Doch das Beten half letztlich nichts. 700.000 Menschen, die auf dem Platz vor Seouls Rathaus das Spiel in Hannover auf Großleinwänden live verfolgten, sahen trotz eines südkoreanischen Sturmlaufs mit bis zu fünf Stürmern in der zweiten Halbzeit eine dramatische 0:2-Niederlage. Da zudem auch noch Frankreich gegen Togo siegte, kam Südkorea nicht über die Vorrunde hinaus. Bei der letzten WM 2002 war Südkorea als Ko-Gastgeberland noch überraschend Vierter geworden.

Umso größer ist jetzt die Enttäuschung im Land der Morgenstille. In ihrem ersten Frust machen viele südkoreanische Fans eine umstrittene Entscheidung des argentinischen Schiedsrichters Horacio Elizondo in der 77. Minute für die Niederlage verantwortlich. Der wollte trotz des erhobenen Fahne des Linienrichters keine Abseitsstellung des Schweizer Stürmers Alex Frei erkannt haben und wertete daher dessen Torschuss als zweiten Treffer.

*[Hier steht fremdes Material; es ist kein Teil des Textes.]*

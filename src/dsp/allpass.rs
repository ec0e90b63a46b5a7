//! All-Pass Filter - Diffusion without Coloration
//!
//! The standard Schroeder all-pass topology:
//!
//! ```text
//! y[n] = -g·x[n] + x[n - delay] + g·y[n - delay]
//! ```
//!
//! Implemented as: read the delayed sample, form `y = -g·x + delayed`, then
//! store `x + g·y` back into the line. The magnitude response is unity at
//! every frequency - the filter colors only the phase. Chained in series
//! after the comb bank, each stage multiplies the echo density without
//! changing the spectral envelope, which is exactly what turns discrete
//! comb echoes into a diffuse reverb tail.
//!
//! `g` is the diffusion coefficient: higher values smear the impulse
//! response into noise-like density faster.

#[derive(Clone)]
pub struct AllpassFilter {
    buffer: Vec<f32>,
    write_pos: usize,
    diffusion: f32,
}

impl AllpassFilter {
    /// Create an all-pass with a fixed delay and diffusion coefficient.
    pub fn new(delay_samples: usize, diffusion: f32) -> Self {
        Self {
            buffer: vec![0.0; delay_samples.max(1)],
            write_pos: 0,
            diffusion: diffusion.clamp(0.0, 0.9),
        }
    }

    pub fn set_diffusion(&mut self, diffusion: f32) {
        self.diffusion = diffusion.clamp(0.0, 0.9);
    }

    /// Process one sample.
    ///
    /// The buffer length equals the delay, so the slot under the write
    /// cursor holds exactly the sample from `delay` steps ago.
    pub fn process(&mut self, input: f32) -> f32 {
        let delayed = self.buffer[self.write_pos];

        let output = -self.diffusion * input + delayed;
        self.buffer[self.write_pos] = input + self.diffusion * output;

        self.write_pos = (self.write_pos + 1) % self.buffer.len();

        output
    }

    pub fn reset(&mut self) {
        self.buffer.fill(0.0);
        self.write_pos = 0;
    }
}
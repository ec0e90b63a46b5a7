//! Reverb Effect - the Schroeder Network
//!
//! A bank of parallel comb filters followed by a chain of series all-pass
//! filters, with a one-pole lowpass shaping the input before it enters the
//! diffuse network.
//!
//! # Architecture
//!
//! ```text
//! Input ──→ [Lowpass] ──┬──→ [Comb 1] ──┐
//!                       ├──→ [Comb 2] ──┤
//!                       ├──→   ...    ──┼──→ (avg) ──→ [AP 1] → [AP 2] → ... ──→ wet
//!                       └──→ [Comb N] ──┘
//!
//! out = dry·input + wet_gain·wet
//! ```
//!
//! Comb delay lengths come from a fixed table of mutually-prime values so
//! no two combs resonate at aligned frequencies. The comb outputs are
//! AVERAGED, not summed: overall gain stays bounded regardless of how many
//! combs run, which makes the comb count a pure CPU/density knob.
//!
//! # Velocity
//!
//! The wet gain can track note velocity. When `velocity_affects_mix` is
//! set, the normalized velocity passes through `mix_velocity_curve` and
//! scales the wet level per call - soft notes sit drier in the mix, hard
//! notes bloom.

#[cfg(feature = "serde")]
use serde::{Deserialize, Serialize};

use crate::dsp::allpass::AllpassFilter;
use crate::dsp::comb::CombFilter;
use crate::dsp::lowpass::{OnePoleLowpass, DEFAULT_CUTOFF_HZ};
use crate::DEFAULT_SAMPLE_RATE;

/// Comb delay lengths in samples at 44.1 kHz. Mutually-prime-ish values
/// (freeverb lineage) rescaled to the configured sample rate.
const COMB_DELAYS: [usize; 8] = [1116, 1188, 1277, 1356, 1422, 1491, 1557, 1617];

/// All-pass delay lengths in samples at 44.1 kHz.
const ALLPASS_DELAYS: [usize; 6] = [225, 341, 441, 556, 605, 667];

/// Per-comb LFO rates in Hz, cycled by comb index so neighboring combs
/// never wobble in lockstep.
const LFO_RATES_HZ: [f32; 3] = [0.31, 0.41, 0.53];

/// Modulation depth in samples, shared by all modulated combs.
const LFO_DEPTH_SAMPLES: f32 = 2.5;

/// Maps normalized velocity [0, 1] to a wet-mix scalar.
#[cfg_attr(feature = "serde", derive(Serialize, Deserialize))]
#[derive(Debug, Clone, Copy, Default)]
pub enum MixCurve {
    /// Identity: wet level tracks velocity directly.
    #[default]
    Linear,
    /// Quadratic ease-in: quiet notes stay much drier.
    EaseIn,
    /// Quadratic ease-out: reverb blooms early.
    EaseOut,
    /// Smoothstep between the two.
    EaseInOut,
    /// Caller-supplied curve.
    #[cfg_attr(feature = "serde", serde(skip))]
    Custom(fn(f32) -> f32),
}

impl MixCurve {
    pub fn apply(&self, velocity: f32) -> f32 {
        let v = velocity.clamp(0.0, 1.0);
        match self {
            MixCurve::Linear => v,
            MixCurve::EaseIn => v * v,
            MixCurve::EaseOut => 1.0 - (1.0 - v) * (1.0 - v),
            MixCurve::EaseInOut => v * v * (3.0 - 2.0 * v),
            MixCurve::Custom(f) => f(v),
        }
    }
}

/// Construction parameters for [`ReverbEffect`].
///
/// All fields are validated or clamped at construction time; nothing here
/// can make the per-sample path fail.
#[cfg_attr(feature = "serde", derive(Serialize, Deserialize))]
#[derive(Debug, Clone, Copy)]
pub struct ReverbSettings {
    /// Parallel comb count. Clamped to the delay table length.
    pub num_combs: usize,
    /// Series all-pass count. Clamped to the delay table length.
    pub num_allpasses: usize,
    /// Comb feedback (decay time). Clamped below 1.0 for stability.
    pub feedback: f32,
    /// All-pass coefficient (0.0 = discrete echoes, 0.9 = dense wash).
    pub diffusion: f32,
    /// High-frequency absorption inside the comb feedback loops.
    pub damping: f32,
    /// Wet output level.
    pub wet: f32,
    /// Dry output level.
    pub dry: f32,
    /// Input tone-shaping cutoff. Non-positive values fall back to 12 kHz.
    pub input_lowpass_hz: f32,
    /// Scale the wet level by the note velocity through `mix_velocity_curve`.
    pub velocity_affects_mix: bool,
    #[cfg_attr(feature = "serde", serde(skip))]
    pub mix_velocity_curve: MixCurve,
    /// Enable LFO delay modulation on the combs (smoother, costs CPU).
    pub enable_modulation: bool,
}

impl Default for ReverbSettings {
    fn default() -> Self {
        Self {
            num_combs: 6,
            num_allpasses: 4,
            feedback: 0.84,
            diffusion: 0.5,
            damping: 0.2,
            wet: 0.3,
            dry: 0.7,
            input_lowpass_hz: DEFAULT_CUTOFF_HZ,
            velocity_affects_mix: false,
            mix_velocity_curve: MixCurve::Linear,
            enable_modulation: false,
        }
    }
}

/// A complete mono reverb unit.
///
/// Owns its filter bank exclusively; delay buffers are allocated once at
/// construction, so `process` and `render` are realtime-safe. `Clone`
/// deep-copies filter state as well as settings: a clone produces an
/// identical output stream until one instance diverges.
#[derive(Clone)]
pub struct ReverbEffect {
    settings: ReverbSettings,
    input_lowpass: OnePoleLowpass,
    combs: Vec<CombFilter>,
    allpasses: Vec<AllpassFilter>,
    comb_scale: f32,
}

impl ReverbEffect {
    /// Build a reverb from settings at the given sample rate.
    ///
    /// Requesting more combs or all-passes than the built-in delay tables
    /// provide clamps to the table length; density degrades, construction
    /// never fails.
    pub fn new(settings: ReverbSettings, sample_rate: f32) -> Self {
        let sample_rate = if sample_rate > 0.0 {
            sample_rate
        } else {
            DEFAULT_SAMPLE_RATE
        };
        let num_combs = settings.num_combs.clamp(1, COMB_DELAYS.len());
        let num_allpasses = settings.num_allpasses.clamp(1, ALLPASS_DELAYS.len());
        let scale = sample_rate / DEFAULT_SAMPLE_RATE;

        let combs = COMB_DELAYS[..num_combs]
            .iter()
            .enumerate()
            .map(|(i, &delay)| {
                let delay = ((delay as f32 * scale) as usize).max(1);
                if settings.enable_modulation {
                    CombFilter::modulated(
                        delay,
                        settings.feedback,
                        settings.damping,
                        LFO_RATES_HZ[i % LFO_RATES_HZ.len()],
                        LFO_DEPTH_SAMPLES,
                        sample_rate,
                    )
                } else {
                    CombFilter::new(delay, settings.feedback, settings.damping)
                }
            })
            .collect();

        let allpasses = ALLPASS_DELAYS[..num_allpasses]
            .iter()
            .map(|&delay| {
                let delay = ((delay as f32 * scale) as usize).max(1);
                AllpassFilter::new(delay, settings.diffusion)
            })
            .collect();

        Self {
            settings,
            input_lowpass: OnePoleLowpass::new(settings.input_lowpass_hz, sample_rate),
            combs,
            allpasses,
            comb_scale: 1.0 / num_combs as f32,
        }
    }

    pub fn settings(&self) -> &ReverbSettings {
        &self.settings
    }

    /// Number of combs actually running (after table clamping).
    pub fn num_combs(&self) -> usize {
        self.combs.len()
    }

    /// Number of all-passes actually running (after table clamping).
    pub fn num_allpasses(&self) -> usize {
        self.allpasses.len()
    }

    /// Change the decay time on the fly. Forwards to every comb and keeps
    /// the settings snapshot (and the `tail_samples` estimate) in sync.
    pub fn set_feedback(&mut self, feedback: f32) {
        self.settings.feedback = feedback.clamp(0.0, 0.99);
        for comb in &mut self.combs {
            comb.set_feedback(self.settings.feedback);
        }
    }

    /// Change high-frequency absorption on the fly.
    pub fn set_damping(&mut self, damping: f32) {
        self.settings.damping = damping.clamp(0.0, 1.0);
        for comb in &mut self.combs {
            comb.set_damp(self.settings.damping);
        }
    }

    /// Change the all-pass coefficient on the fly.
    pub fn set_diffusion(&mut self, diffusion: f32) {
        self.settings.diffusion = diffusion.clamp(0.0, 0.9);
        for allpass in &mut self.allpasses {
            allpass.set_diffusion(self.settings.diffusion);
        }
    }

    /// Rough audible tail length: samples until the longest comb loop has
    /// decayed below -60 dB. Effect-send voices use this to decide how long
    /// to keep rendering after their dry source finishes.
    pub fn tail_samples(&self) -> u64 {
        let longest = self.combs.iter().map(CombFilter::delay).max().unwrap_or(1);
        let feedback = self.settings.feedback.clamp(0.01, 0.99);
        let loops = (0.001_f32.ln() / feedback.ln()).ceil().max(1.0);
        longest as u64 * loops as u64
    }

    /// Process one sample.
    ///
    /// `velocity_norm` is the triggering note's normalized velocity; it is
    /// ignored unless `velocity_affects_mix` is set.
    pub fn process(&mut self, input: f32, velocity_norm: f32) -> f32 {
        // Tone-shape the dry input before it enters the diffuse network
        let shaped = self.input_lowpass.process(input);

        // Parallel combs, averaged so gain is independent of comb count
        let mut wet = 0.0;
        for comb in &mut self.combs {
            wet += comb.process(shaped);
        }
        wet *= self.comb_scale;

        // Series all-passes multiply echo density
        for allpass in &mut self.allpasses {
            wet = allpass.process(wet);
        }

        let wet_gain = if self.settings.velocity_affects_mix {
            self.settings.wet * self.settings.mix_velocity_curve.apply(velocity_norm)
        } else {
            self.settings.wet
        };

        self.settings.dry * input + wet_gain * wet
    }

    /// Process a buffer in place.
    pub fn render(&mut self, buffer: &mut [f32], velocity_norm: f32) {
        for sample in buffer.iter_mut() {
            *sample = self.process(*sample, velocity_norm);
        }
    }

    /// Zero all filter state, keeping the configuration. Call on pool
    /// return so a recycled unit carries no tail from its previous note.
    pub fn reset(&mut self) {
        self.input_lowpass.reset();
        for comb in &mut self.combs {
            comb.reset();
        }
        for allpass in &mut self.allpasses {
            allpass.reset();
        }
    }
}
//! Benchmark groups for the core render paths.

mod comb;
mod mixer;
mod reverb;

pub use comb::bench_comb;
pub use mixer::bench_mixer;
pub use reverb::bench_reverb;
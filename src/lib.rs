pub mod dsp; // Realtime-safe filter primitives and the reverb network
pub mod synth; // Note scheduling, signal sources, and the mixer
pub mod voices; // Concrete signal sources (tone, noise, effect sends)

pub const MAX_BLOCK_SIZE: usize = 2048;
pub(crate) const DEFAULT_SAMPLE_RATE: f32 = 44_100.0;
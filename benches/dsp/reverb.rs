//! Benchmarks for the full reverb network.

use std::hint::black_box;

use criterion::{BenchmarkId, Criterion};
use tailverb::dsp::{ReverbEffect, ReverbSettings};

use crate::BLOCK_SIZES;

pub fn bench_reverb(c: &mut Criterion) {
    let mut group = c.benchmark_group("dsp/reverb");

    let sample_rate = 44_100.0;

    for &size in BLOCK_SIZES {
        // Impulse-like input with a quiet tail
        let input: Vec<f32> = (0..size)
            .map(|i| {
                if i < 10 {
                    1.0 - (i as f32 / 10.0)
                } else {
                    (i as f32 * 0.05).sin() * 0.1
                }
            })
            .collect();

        // Default density (6 combs, 4 all-passes, no modulation)
        let mut reverb = ReverbEffect::new(ReverbSettings::default(), sample_rate);
        group.bench_with_input(BenchmarkId::new("default", size), &size, |b, _| {
            b.iter(|| {
                let mut sum = 0.0f32;
                for &sample in &input {
                    sum += reverb.process(black_box(sample), 1.0);
                }
                sum
            })
        });

        // Maximum density with modulated combs
        let settings = ReverbSettings {
            num_combs: 8,
            num_allpasses: 6,
            enable_modulation: true,
            ..Default::default()
        };
        let mut reverb = ReverbEffect::new(settings, sample_rate);
        group.bench_with_input(BenchmarkId::new("dense_modulated", size), &size, |b, _| {
            b.iter(|| {
                let mut sum = 0.0f32;
                for &sample in &input {
                    sum += reverb.process(black_box(sample), 1.0);
                }
                sum
            })
        });
    }

    group.finish();
}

Diese Entscheidung wird in koreanischen Internetforen heiß diskutiert. „Der Schiedsrichter, der die umstrittene Entscheidung fällte, hat Verwandte in der Schweiz. Es war offensichtlich eine parteiische Entscheidung“, empört sich eine Person im Forum der englischsprachigen Korea Times. Doch andere verlangen, erst einmal vor der eigenen Tür zu kehren. „Korea wurde wieder deklassiert und von seiner eigenen Arroganz geschlagen. Es gibt keinen Bedarf an Verschwörungstheorien – wir haben hier in Korea viel selbst verbockt“, schreibt ein Fan. Andere verweisen darauf, dass Südkorea bei der letzten WM nur gegen Portugal, Italien und Spanien hatte bestehen können, weil damals mehrfach umstrittene Schiedsrichterentscheidungen zu seinen Gunsten ausgefallen waren.

Auch Koreas niederländischer Trainer Dick Advocaat verbarg seine Enttäuschung über das Ausscheiden des Teams nicht. Er räumte aber ein, dass die Schweizer zumindest in der ersten Hälfte besser waren. Zudem habe Koreas Fußball ein Grundproblem: „Die koreanische Liga muss sich verbessern, damit sich das Nationaltem entwickeln kann“, so Advocaat. Sein Verbleib in Korea gilt als unwahrscheinlich. Der frühere holländische Nationalcoach war mit sehr großen Erwartungen konfrontiert, nachdem sein ebenfalls niederländischer Vorgänger in Südkorea, Guus Hiddink, das Team vor vier Jahren so weit gebracht hatte. Hiddink, der jetzt mit Australiens Team Schlagzeilen macht, wird in Korea wie ein Gott verehrt.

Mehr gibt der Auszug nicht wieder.